The fallout with regards to CSR and charity is simple. Corporates, when they can and want to, would rather go it alone. And yes, corporates would rather that for image and reputation reasons, but times of national emergency require more of the collaborative model exemplified by the CACOVID intervention. The contributions coming from different quarters are apt to fill the basket up quicker, thereby providing the needed victuals for the hungry.

Truth be told, despite CACOVID, the real impact people felt came from the effort of NGOs and volunteers who, not acting under the aegis of CACOVID mobilized resources to feed the hungry and clothe the naked in different parts of the country. And as well, some CACOVID member organisations still contributed massively in their own individual corporate capacities.

The management of the donations has left a sour taste in the mouth. And barring the element of government coercion, it is difficult to see another situation where corporates shell out so much for results that make nonsense of the humongous resources invested. There is no spin to the CACOVID palliatives story. It was not about the lockdown and lack of movement. It is not about food being kept safely in case of a second wave. It is not. In the first place, there really was no first wave in Nigeria. We just parrot the language from elsewhere.

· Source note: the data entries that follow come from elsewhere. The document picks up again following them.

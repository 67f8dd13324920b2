//! Bit-level building blocks for fixed-width hardware interface messages.
//!
//! A message is a [Bits] value: an unsigned integer paired with its declared width. Message
//! kinds describe their fields as a [BitLayout], an MSB-first table of named slots, and
//! use it both to pack field values (shift-and-OR, in declared order) and to extract them
//! again (shift-and-mask).
//!
//! Values that do not fit their declared width are handled by an [OverflowPolicy].

mod bits;
mod error;
pub mod layout;
mod policy;
pub mod utils;

pub use bits::*;
pub use error::*;
pub use layout::{BitLayout, FieldSlot};
pub use policy::*;
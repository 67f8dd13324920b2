use std::fmt;

use num_bigint_dig::BigUint;
use num_traits::{ToPrimitive, Zero};

use crate::{
    utils::{low_mask, parse_biguint_auto},
    BitsError,
};

/// An unsigned bit vector of a fixed, declared width.
///
/// Invariant: `value < 2^nbits`. A zero-width vector always holds `0`.
#[derive(Clone, Debug, PartialEq, Eq, Hash)]
pub struct Bits {
    nbits: usize,
    value: BigUint,
}

impl Bits {
    /// Creates a bit vector, failing if `value` needs more than `nbits` bits.
    pub fn new(nbits: usize, value: impl Into<BigUint>) -> Result<Self, BitsError> {
        let value = value.into();
        if value.bits() > nbits {
            return Err(BitsError::Overflow { nbits, value });
        }
        Ok(Self { nbits, value })
    }

    /// Creates a bit vector from the low `nbits` bits of `value`.
    pub fn truncated(nbits: usize, value: impl Into<BigUint>) -> Self {
        let value = value.into();
        let value = if value.bits() > nbits {
            &value & &low_mask(nbits)
        } else {
            value
        };
        Self { nbits, value }
    }

    pub fn zero(nbits: usize) -> Self {
        Self {
            nbits,
            value: BigUint::zero(),
        }
    }

    /// Parses a `0x` / `0b` / decimal literal into a vector of width `nbits`.
    pub fn parse(nbits: usize, literal: &str) -> Result<Self, BitsError> {
        let value = parse_biguint_auto(literal)
            .ok_or_else(|| BitsError::InvalidLiteral(literal.to_string()))?;
        Self::new(nbits, value)
    }

    pub fn nbits(&self) -> usize {
        self.nbits
    }

    pub fn value(&self) -> &BigUint {
        &self.value
    }

    pub fn into_value(self) -> BigUint {
        self.value
    }

    pub fn is_zero(&self) -> bool {
        self.value.is_zero()
    }

    /// Returns the `nbits`-wide slice starting at bit `lsb`. Bits past the top of the vector
    /// read as zero.
    pub fn slice(&self, lsb: usize, nbits: usize) -> Bits {
        let shifted = &self.value >> lsb;
        Bits::truncated(nbits, shifted)
    }

    /// The low 64 bits of the vector.
    pub fn low_u64(&self) -> u64 {
        let low = &self.value & &BigUint::from(u64::MAX);
        low.to_u64().unwrap_or_default()
    }

    /// Number of hex digits needed to print every bit of the vector.
    pub fn hex_digits(&self) -> usize {
        self.nbits.div_ceil(4)
    }
}

impl From<Bits> for BigUint {
    fn from(bits: Bits) -> Self {
        bits.value
    }
}

/// Zero-padded lowercase hex, one digit per started nibble.
impl fmt::Display for Bits {
    fn fmt(&self, f: &mut fmt::Formatter<'_>) -> fmt::Result {
        let width = self.hex_digits();
        if width == 0 {
            return Ok(());
        }
        write!(f, "{:0>width$}", self.value.to_str_radix(16), width = width)
    }
}

#[cfg(test)]
mod tests {
    use test_case::test_case;

    use super::*;

    #[test]
    fn test_new_checks_width() {
        let bits = Bits::new(7, 0x7fu32).unwrap();
        assert_eq!(bits.nbits(), 7);
        assert_eq!(bits.low_u64(), 0x7f);

        assert_eq!(
            Bits::new(7, 0x80u32),
            Err(BitsError::Overflow {
                nbits: 7,
                value: BigUint::from(0x80u32)
            })
        );
    }

    #[test]
    fn test_zero_width() {
        assert!(Bits::new(0, 0u32).unwrap().is_zero());
        assert!(Bits::new(0, 1u32).is_err());
        assert!(Bits::truncated(0, 0xffu32).is_zero());
        assert_eq!(Bits::zero(0).to_string(), "");
    }

    #[test_case(7, 0x80, 0x00)]
    #[test_case(7, 0xff, 0x7f)]
    #[test_case(5, 0x25, 0x05)]
    #[test_case(64, u64::MAX, u64::MAX)]
    fn test_truncated(nbits: usize, value: u64, expected: u64) {
        let bits = Bits::truncated(nbits, value);
        assert_eq!(bits.low_u64(), expected);
        assert!(bits.value().bits() <= nbits);
    }

    #[test]
    fn test_slice() {
        let bits = Bits::new(16, 0xabcdu32).unwrap();
        assert_eq!(bits.slice(0, 4).low_u64(), 0xd);
        assert_eq!(bits.slice(4, 8).low_u64(), 0xbc);
        assert_eq!(bits.slice(12, 4).low_u64(), 0xa);
        assert_eq!(bits.slice(12, 8).low_u64(), 0xa);
        assert_eq!(bits.slice(16, 8).low_u64(), 0);
    }

    #[test]
    fn test_low_u64_of_wide_vector() {
        let value = &(BigUint::from(0x1234u32) << 64usize) | &BigUint::from(0xdead_beefu32);
        let bits = Bits::new(80, value).unwrap();
        assert_eq!(bits.low_u64(), 0xdead_beef);
    }

    #[test_case(3, 0b010, "2")]
    #[test_case(5, 0x1f, "1f")]
    #[test_case(32, 0xdeadbeef, "deadbeef")]
    #[test_case(69, 0xff, "0000000000000000ff")]
    fn test_display(nbits: usize, value: u64, expected: &str) {
        assert_eq!(Bits::new(nbits, value).unwrap().to_string(), expected);
    }

    #[test]
    fn test_parse() {
        assert_eq!(Bits::parse(32, "0xdeadbeef").unwrap().low_u64(), 0xdead_beef);
        assert_eq!(Bits::parse(3, "0b110").unwrap().low_u64(), 0b110);
        assert!(matches!(
            Bits::parse(3, "0b1000"),
            Err(BitsError::Overflow { nbits: 3, .. })
        ));
        assert_eq!(
            Bits::parse(8, "0xzz"),
            Err(BitsError::InvalidLiteral("0xzz".to_string()))
        );
    }
}
use serde::{Deserialize, Serialize};
use xmsg_bits::OverflowPolicy;

use crate::CodecError;

/// Width of the `type` field of memory requests and responses.
pub const MEM_TYPE_NBITS: usize = 3;
/// Width of the `test` field of memory responses.
pub const MEM_TEST_NBITS: usize = 2;
pub const MAX_OPAQUE_NBITS: usize = 64;
pub const MAX_ADDR_NBITS: usize = 64;

/// Width parameters of the memory request/response messages.
#[derive(Clone, Copy, Debug, PartialEq, Eq, Hash, Serialize, Deserialize)]
#[serde(default, deny_unknown_fields)]
pub struct MemMsgConfig {
    pub opaque_nbits: usize,
    pub addr_nbits: usize,
    pub data_nbits: usize,
}

impl Default for MemMsgConfig {
    fn default() -> Self {
        Self {
            opaque_nbits: 8,
            addr_nbits: 32,
            data_nbits: 32,
        }
    }
}

impl MemMsgConfig {
    pub fn new(
        opaque_nbits: usize,
        addr_nbits: usize,
        data_nbits: usize,
    ) -> Result<Self, CodecError> {
        let config = Self {
            opaque_nbits,
            addr_nbits,
            data_nbits,
        };
        config.validate()?;
        Ok(config)
    }

    pub fn validate(&self) -> Result<(), CodecError> {
        if self.opaque_nbits > MAX_OPAQUE_NBITS {
            return Err(CodecError::InvalidConfig(format!(
                "opaque_nbits {} exceeds {}",
                self.opaque_nbits, MAX_OPAQUE_NBITS
            )));
        }
        if self.addr_nbits == 0 || self.addr_nbits > MAX_ADDR_NBITS {
            return Err(CodecError::InvalidConfig(format!(
                "addr_nbits {} is not in 1..={}",
                self.addr_nbits, MAX_ADDR_NBITS
            )));
        }
        if self.data_nbits == 0 || self.data_nbits % 8 != 0 {
            return Err(CodecError::InvalidConfig(format!(
                "data_nbits {} is not a positive multiple of 8",
                self.data_nbits
            )));
        }
        if !self.data_nbytes().is_power_of_two() {
            return Err(CodecError::InvalidConfig(format!(
                "data_nbits {} is not a power-of-two number of bytes",
                self.data_nbits
            )));
        }
        Ok(())
    }

    pub fn data_nbytes(&self) -> usize {
        self.data_nbits / 8
    }

    /// Width of the derived `len` field: `log2(data_nbits / 8)`.
    pub fn len_nbits(&self) -> usize {
        self.data_nbytes().checked_ilog2().unwrap_or(0) as usize
    }

    /// Value carried in the `len` field.
    ///
    /// A full-width access moves `data_nbytes` bytes, which is exactly one past the range of
    /// the `len` field, so it wraps to `0`.
    pub fn derived_len(&self) -> u64 {
        let modulus = 1u64 << self.len_nbits();
        self.data_nbytes() as u64 % modulus
    }

    /// Total width of a memory request.
    pub fn req_nbits(&self) -> usize {
        MEM_TYPE_NBITS + self.opaque_nbits + self.addr_nbits + self.len_nbits() + self.data_nbits
    }

    /// Total width of a memory response.
    pub fn resp_nbits(&self) -> usize {
        MEM_TYPE_NBITS + self.opaque_nbits + MEM_TEST_NBITS + self.len_nbits() + self.data_nbits
    }
}

/// Configuration shared by a set of codecs.
#[derive(Clone, Copy, Debug, Default, PartialEq, Eq, Serialize, Deserialize)]
#[serde(default, deny_unknown_fields)]
pub struct MsgConfig {
    /// Applied uniformly by every codec built from this config.
    pub overflow: OverflowPolicy,
    pub mem: MemMsgConfig,
}

impl MsgConfig {
    /// Parses and validates a TOML config. Missing keys take their defaults.
    pub fn from_toml_str(s: &str) -> Result<Self, CodecError> {
        let config: MsgConfig = toml::from_str(s)?;
        config.mem.validate()?;
        Ok(config)
    }
}
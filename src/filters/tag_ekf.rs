//! Per-tag 3-state Extended Kalman Filter
//!
//! State: tag position (x, y, z) in camera frame [m].
//! Control: camera twist (vx, vy, vz, wx, wy, wz) in camera frame.
//!
//! The tag is static in the world, so seen from the moving camera its
//! position evolves as ṗ = −v − ω × p. The control matrix is therefore a
//! function of the current estimate, which is what makes this an EKF.

use serde::{Deserialize, Serialize};

use crate::error::FilterError;
use crate::types::{ControlMatrix, Detection, MeasurementCov, StateCov, StateVec, TagId, Twist};

#[derive(Clone, Debug, PartialEq)]
pub struct TagEstimate {
    pub position: StateVec,
    pub covariance: StateCov,
}

/// Linearised control matrix B(dt, p) for p = (x, y, z).
///
/// ```text
/// [ -dt   0    0     0   -dt*z  dt*y ]
/// [  0   -dt   0   dt*z    0   -dt*x ]
/// [  0    0   -dt  -dt*y  dt*x    0  ]
/// ```
#[rustfmt::skip]
pub fn control_matrix(dt: f64, position: &StateVec) -> ControlMatrix {
    let (x, y, z) = (position.x, position.y, position.z);
    ControlMatrix::new(
        -dt, 0.0, 0.0, 0.0, -dt * z, dt * y,
        0.0, -dt, 0.0, dt * z, 0.0, -dt * x,
        0.0, 0.0, -dt, -dt * y, dt * x, 0.0,
    )
}

/// Prediction: p' = F·p + B(dt, p)·u, P' = F·P·Fᵀ + Q with F = I.
pub fn predict(
    estimate: &TagEstimate,
    control: &Twist,
    process_noise: &StateCov,
    dt: f64,
) -> TagEstimate {
    let f = StateCov::identity();
    let b = control_matrix(dt, &estimate.position);

    TagEstimate {
        position: f * estimate.position + b * control,
        covariance: f * estimate.covariance * f.transpose() + process_noise,
    }
}

/// Correction with a direct position measurement (H = I).
pub fn correct(
    estimate: &TagEstimate,
    measurement: &StateVec,
    measurement_noise: &MeasurementCov,
) -> Result<TagEstimate, FilterError> {
    let h = StateCov::identity();
    let p = &estimate.covariance;

    let innovation = measurement - h * estimate.position;
    let s = h * p * h.transpose() + measurement_noise;
    let s_inv = s.try_inverse().ok_or(FilterError::SingularInnovation)?;
    let k = p * h.transpose() * s_inv;

    // Joseph form P = (I-KH)·P·(I-KH)ᵀ + K·R·Kᵀ
    let i_kh = StateCov::identity() - k * h;
    let joseph = i_kh * p * i_kh.transpose() + k * measurement_noise * k.transpose();

    Ok(TagEstimate {
        position: estimate.position + k * innovation,
        covariance: (joseph + joseph.transpose()) * 0.5,
    })
}

#[derive(Clone, Debug, PartialEq)]
pub enum FilterState {
    /// No detection seen yet
    Uninitialized,
    Tracking(TagEstimate),
}

/// Serializable snapshot of one tag filter
#[derive(Clone, Debug, Serialize, Deserialize)]
pub struct TagFilterStatus {
    pub id: TagId,
    pub position: Option<(f64, f64, f64)>,
    pub covariance_trace: Option<f64>,

    /// Update counters
    pub predictions: u64,
    pub corrections: u64,
    pub rejected_corrections: u64,
}

pub struct TagFilter {
    id: TagId,
    state: FilterState,

    /// Last control matrix used by predict [3x6]
    control_matrix: ControlMatrix,

    /// Refreshed from vehicle covariance every cycle [3x3]
    process_noise: StateCov,

    /// Refreshed only when a detection is matched [3x3]
    measurement_noise: MeasurementCov,

    predictions: u64,
    corrections: u64,
    rejected_corrections: u64,
}

impl TagFilter {
    pub fn new(id: TagId) -> Self {
        Self {
            id,
            state: FilterState::Uninitialized,
            control_matrix: ControlMatrix::zeros(),
            process_noise: StateCov::zeros(),
            measurement_noise: MeasurementCov::identity(),
            predictions: 0,
            corrections: 0,
            rejected_corrections: 0,
        }
    }

    pub fn id(&self) -> TagId {
        self.id
    }

    pub fn state(&self) -> &FilterState {
        &self.state
    }

    pub fn is_initialized(&self) -> bool {
        matches!(self.state, FilterState::Tracking(_))
    }

    pub fn estimate(&self) -> Option<&TagEstimate> {
        match &self.state {
            FilterState::Tracking(estimate) => Some(estimate),
            FilterState::Uninitialized => None,
        }
    }

    pub fn position(&self) -> Option<StateVec> {
        self.estimate().map(|e| e.position)
    }

    pub fn control_matrix(&self) -> &ControlMatrix {
        &self.control_matrix
    }

    pub fn process_noise(&self) -> &StateCov {
        &self.process_noise
    }

    pub fn measurement_noise(&self) -> &MeasurementCov {
        &self.measurement_noise
    }

    /// First observation: state is the raw translation, no filtering.
    pub fn seed(&mut self, detection: &Detection, covariance: StateCov) {
        self.measurement_noise = covariance;
        self.state = FilterState::Tracking(TagEstimate {
            position: detection.translation(),
            covariance,
        });
    }

    pub fn predict(
        &mut self,
        control: &Twist,
        process_noise: &StateCov,
        dt: f64,
    ) -> Result<(), FilterError> {
        let FilterState::Tracking(estimate) = &self.state else {
            return Err(FilterError::Uninitialized(self.id));
        };

        self.control_matrix = control_matrix(dt, &estimate.position);
        self.process_noise = *process_noise;
        self.state = FilterState::Tracking(predict(estimate, control, process_noise, dt));
        self.predictions += 1;
        Ok(())
    }

    /// On error the predicted estimate is kept.
    pub fn correct(
        &mut self,
        measurement: &StateVec,
        measurement_noise: &MeasurementCov,
    ) -> Result<(), FilterError> {
        let FilterState::Tracking(estimate) = &self.state else {
            return Err(FilterError::Uninitialized(self.id));
        };

        match correct(estimate, measurement, measurement_noise) {
            Ok(corrected) => {
                self.measurement_noise = *measurement_noise;
                self.state = FilterState::Tracking(corrected);
                self.corrections += 1;
                Ok(())
            }
            Err(e) => {
                self.rejected_corrections += 1;
                Err(e)
            }
        }
    }

    /// Count a correction skipped by the caller (e.g. unusable measurement noise).
    pub fn reject_correction(&mut self) {
        self.rejected_corrections += 1;
    }

    pub fn status(&self) -> TagFilterStatus {
        let estimate = self.estimate();
        TagFilterStatus {
            id: self.id,
            position: estimate.map(|e| (e.position.x, e.position.y, e.position.z)),
            covariance_trace: estimate.map(|e| e.covariance.trace()),
            predictions: self.predictions,
            corrections: self.corrections,
            rejected_corrections: self.rejected_corrections,
        }
    }
}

We had some casualties, yes. But that’s not the same thing as a wave, like we had/have in the US, Europe, India and Brazil. So what happens now if there is a real wave? What?

To see that people went hungry needlessly despite so much that had been provisioned for them leaves the mind boggled. No spin can save the blushes here. What we need to hear are apologies, who was responsible, what sanctions for them and what to do going forward. As we’ve said over and over, Nigeria needs to put good value on its people. Nigeria must learn to treat Nigerians with respect and accord them the dignity human beings deserve. Otherwise, the beastly behaviour demonstrated by hoodlums just might become commonplace.